An old lava flow from Red Crater spreading out across the floor of Central Crater. Steam rises from fumaroles, a reminder that this is an active volcanic area.
Te Wai Whakaata o te Rangihīro (or Blue Lake) is a cold acidic lake. The lake is Tapu (sacred) and it is disrespectful to touch, enter, eat or drink around its shores.
The Tongariro Alpine Crossing is one of New Zealand’s most spectacular tramping tracks and a 'must do' in this area.
Bay of Plenty
The Bay of Plenty region (North Island) is home to spectacular beaches.
Amazing views on the coast of the South Pacific Ocean on Coromandel Peninsula (North Island).
Prepared for landing...
The volcano breaths, roars and hisses from steaming vents releasing 800°C toxic gases. It has had around 35 small to moderate eruptions since 1826.
Whakaari - White Island
The active marine volcano Whakaari, situated 50 km off the coast of the North Island, is 321 metres above sea level, but goes down at least 1,600 metres to the sea bed. The crater is about 30 metres above sea level, which is one of the factors that makes it unique in the world.
With helmets and gas masks on we were ready to explore the volcanic island!
During the last large eruption in 2000 a new crater emerged and the current crater lake was formed. The lake is filled with a mixture of steaming hydrochloric acid and sulphuric acid with a temperature which can rise to 800 degrees...
Falling into the lake means certain death. The poisonous mixture reduces body and bones to nothing.
Pōhutu geyser - Rotorua
Pōhutu is the largest geyser in the southern hemisphere.

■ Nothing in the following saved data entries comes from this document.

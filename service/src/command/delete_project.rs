//! [`Command`] for deleting a [`Project`].

use common::operations::{By, Commit, Delete, Select, Transact, Transacted};
use derive_more::{Display, Error, From};
use tracerr::Traced;

use crate::{
    domain::{project, Project},
    infra::{database, Database},
    Service,
};

use super::Command;

/// [`Command`] for irrevocably deleting a [`Project`].
#[derive(Clone, Copy, Debug)]
pub struct DeleteProject {
    /// ID of the [`Project`] to be deleted.
    pub id: project::Id,
}

impl<Db, Adv> Command<DeleteProject> for Service<Db, Adv>
where
    Db: Database<Transact, Err = Traced<database::Error>>,
    Transacted<Db>: Database<
            Select<By<Option<Project>, project::Id>>,
            Ok = Option<Project>,
            Err = Traced<database::Error>,
        > + Database<
            Delete<By<Project, project::Id>>,
            Err = Traced<database::Error>,
        > + Database<Commit, Err = Traced<database::Error>>,
{
    type Ok = ();
    type Err = Traced<ExecutionError>;

    async fn execute(
        &self,
        DeleteProject { id }: DeleteProject,
    ) -> Result<Self::Ok, Self::Err> {
        use ExecutionError as E;

        let tx = self
            .database()
            .execute(Transact)
            .await
            .map_err(tracerr::map_from_and_wrap!(=> E))?;

        tx.execute(Select(By::<Option<Project>, _>::new(id)))
            .await
            .map_err(tracerr::map_from_and_wrap!(=> E))?
            .ok_or(E::ProjectNotExists(id))
            .map_err(tracerr::wrap!())
            .map(drop)?;

        tx.execute(Delete(By::<Project, _>::new(id)))
            .await
            .map_err(tracerr::map_from_and_wrap!(=> E))
            .map(drop)?;
        tx.execute(Commit)
            .await
            .map_err(tracerr::map_from_and_wrap!(=> E))
            .map(drop)?;

        Ok(())
    }
}

/// Error of [`DeleteProject`] [`Command`] execution.
#[derive(Debug, Display, Error, From)]
pub enum ExecutionError {
    /// [`Database`] error.
    #[display("`Database` operation failed: {_0}")]
    #[from]
    Db(database::Error),

    /// [`Project`] with the provided ID does not exist.
    #[display("`Project(id: {_0})` does not exist")]
    ProjectNotExists(#[error(not(source))] project::Id),
}

#[cfg(all(test, feature = "memory"))]
mod spec {
    use crate::{
        command::{
            self, CreateProject, EvaluateProject, UpdateProject,
            UpdateProjectAdvice,
        },
        domain::project::evaluation::Rating,
        fixture,
        query::{self, Query as _},
        Command as _,
    };

    use super::{DeleteProject, ExecutionError};

    #[tokio::test]
    async fn deletion_is_terminal() {
        let svc = fixture::service();
        let kept = svc
            .execute(CreateProject {
                draft: fixture::draft("1"),
            })
            .await
            .unwrap();
        let deleted = svc
            .execute(CreateProject {
                draft: fixture::draft("2"),
            })
            .await
            .unwrap();
        let id = deleted.id;

        svc.execute(DeleteProject { id }).await.unwrap();

        let listed = svc
            .execute(query::projects::List::by(Default::default()))
            .await
            .unwrap();
        assert_eq!(listed, [kept]);
        assert_eq!(
            svc.execute(query::project::ById::by(id)).await.unwrap(),
            None,
        );

        let err = svc.execute(DeleteProject { id }).await.unwrap_err();
        assert!(
            matches!(err.as_ref(), ExecutionError::ProjectNotExists(_)),
            "{err}",
        );

        let err = svc
            .execute(UpdateProject {
                id,
                draft: fixture::draft("1"),
            })
            .await
            .unwrap_err();
        assert!(matches!(
            err.as_ref(),
            command::update_project::ExecutionError::ProjectNotExists(_),
        ));

        let err = svc
            .execute(EvaluateProject {
                id,
                rating: Rating::MAX,
                comment: "Ótimo".parse().unwrap(),
                created_at: None,
            })
            .await
            .unwrap_err();
        assert!(matches!(
            err.as_ref(),
            command::evaluate_project::ExecutionError::ProjectNotExists(_),
        ));

        let err = svc
            .execute(UpdateProjectAdvice {
                id,
                advice: "Texto".to_owned().into(),
            })
            .await
            .unwrap_err();
        assert!(matches!(
            err.as_ref(),
            command::update_project_advice::ExecutionError::ProjectNotExists(
                _
            ),
        ));
    }
}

She erupts once or twice each hour and can reach heights of 30 metres.
A small stocky and acrobatic species of dolphin seen around the Kaikōura coast (South Island).
Marlborough Sounds (South Island)
1,500 km of winding coastline is home of secluded bays in New Zealand's Marlborough Sounds.

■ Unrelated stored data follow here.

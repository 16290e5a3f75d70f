//! [`Command`] for producing an [`Advice`] on a [`Project`].

use common::operations::{By, Select};
use tracerr::Traced;
use tracing as log;

#[cfg(doc)]
use crate::domain::project::Advice;
use crate::{
    domain::{project, Project},
    infra::{advisor, database, Advisor, Database},
    Service,
};

use super::{update_project_advice, Command, UpdateProjectAdvice};

/// [`Command`] for asking the [`Advisor`] about a [`Project`] and storing its
/// [`Advice`].
///
/// Failures of the [`Advisor`] are not errors: a fixed fallback [`Advice`] is
/// stored instead.
#[derive(Clone, Copy, Debug)]
pub struct AdviseProject {
    /// ID of the [`Project`] to be advised on.
    pub id: project::Id,
}

impl<Db, Adv> Command<AdviseProject> for Service<Db, Adv>
where
    Db: Database<
        Select<By<Option<Project>, project::Id>>,
        Ok = Option<Project>,
        Err = Traced<database::Error>,
    >,
    Adv: Advisor<
        advisor::Prompt,
        Ok = project::Advice,
        Err = Traced<advisor::Error>,
    >,
    Self: Command<
        UpdateProjectAdvice,
        Ok = Project,
        Err = Traced<ExecutionError>,
    >,
{
    type Ok = Project;
    type Err = Traced<ExecutionError>;

    async fn execute(
        &self,
        AdviseProject { id }: AdviseProject,
    ) -> Result<Self::Ok, Self::Err> {
        use ExecutionError as E;

        let project = self
            .database()
            .execute(Select(By::<Option<Project>, _>::new(id)))
            .await
            .map_err(tracerr::map_from_and_wrap!(=> E))?
            .ok_or(E::ProjectNotExists(id))
            .map_err(tracerr::wrap!())?;

        // Advisor is asked outside any transaction, so no lock is held while
        // waiting for it.
        let advice = self
            .advisor()
            .execute(advisor::Prompt::for_project(&project))
            .await
            .unwrap_or_else(|e| {
                log::warn!("`Advisor` failed for `Project(id: {id})`: {e}");
                e.as_ref().fallback()
            });

        self.execute(UpdateProjectAdvice { id, advice })
            .await
            .map_err(tracerr::wrap!())
    }
}

/// Error of [`AdviseProject`] [`Command`] execution.
pub type ExecutionError = update_project_advice::ExecutionError;

#[cfg(all(test, feature = "memory"))]
mod spec {
    use crate::{
        command::CreateProject,
        domain::project,
        fixture,
        query::{self, Query as _},
        Command as _,
    };

    use super::{AdviseProject, ExecutionError};

    #[tokio::test]
    async fn stores_advice_verbatim() {
        let svc = fixture::service();
        let created = svc
            .execute(CreateProject {
                draft: fixture::draft("1"),
            })
            .await
            .unwrap();

        let advised = svc
            .execute(AdviseProject { id: created.id })
            .await
            .unwrap();

        assert_eq!(advised.advice, Some(fixture::ADVICE.to_owned().into()));
        let stored = svc
            .execute(query::project::ById::by(created.id))
            .await
            .unwrap();
        assert_eq!(stored, Some(advised));
    }

    #[cfg(feature = "gemini")]
    #[tokio::test]
    async fn stores_fallback_of_unconfigured_gemini() {
        use crate::{
            infra::{advisor::gemini, Gemini, Memory},
            Config, Service,
        };

        let svc = Service::new(
            Config {
                units: fixture::units(),
            },
            Memory::new(),
            Gemini::new(gemini::Config {
                // Unreachable, so any network exchange fails differently.
                endpoint: "http://127.0.0.1:9".into(),
                ..gemini::Config::default()
            })
            .unwrap(),
        );
        let created = svc
            .execute(CreateProject {
                draft: fixture::draft("1"),
            })
            .await
            .unwrap();

        let advised = svc
            .execute(AdviseProject { id: created.id })
            .await
            .unwrap();

        assert_eq!(
            advised.advice.map(String::from).as_deref(),
            Some("API Key is missing. Cannot perform AI analysis."),
        );
    }

    #[tokio::test]
    async fn fails_on_missing_project() {
        let svc = fixture::service();

        let err = svc
            .execute(AdviseProject {
                id: project::Id::new(),
            })
            .await
            .unwrap_err();

        assert!(
            matches!(err.as_ref(), ExecutionError::ProjectNotExists(_)),
            "{err}",
        );
    }
}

The 'SH80' is the incredibly scenic drive to Mount Cook and skirts the shore of Lake Pukaki beneath the textured slopes of the Ben Ohau Range (South Island).
A paradise for hikers
New Zealand is a paradise for hikers, with stunning scenery across the country.
Tasman Glacier Lake (South Island)
Icebergs are clearly visible from the air. Underneath this lake the ice is still over 200 metres thick.
Fox Glacier (South Island)
With over 150 glaciers within the Aoraki/Mount Cook National Park, this is an unmissable part of New Zealand's landscape.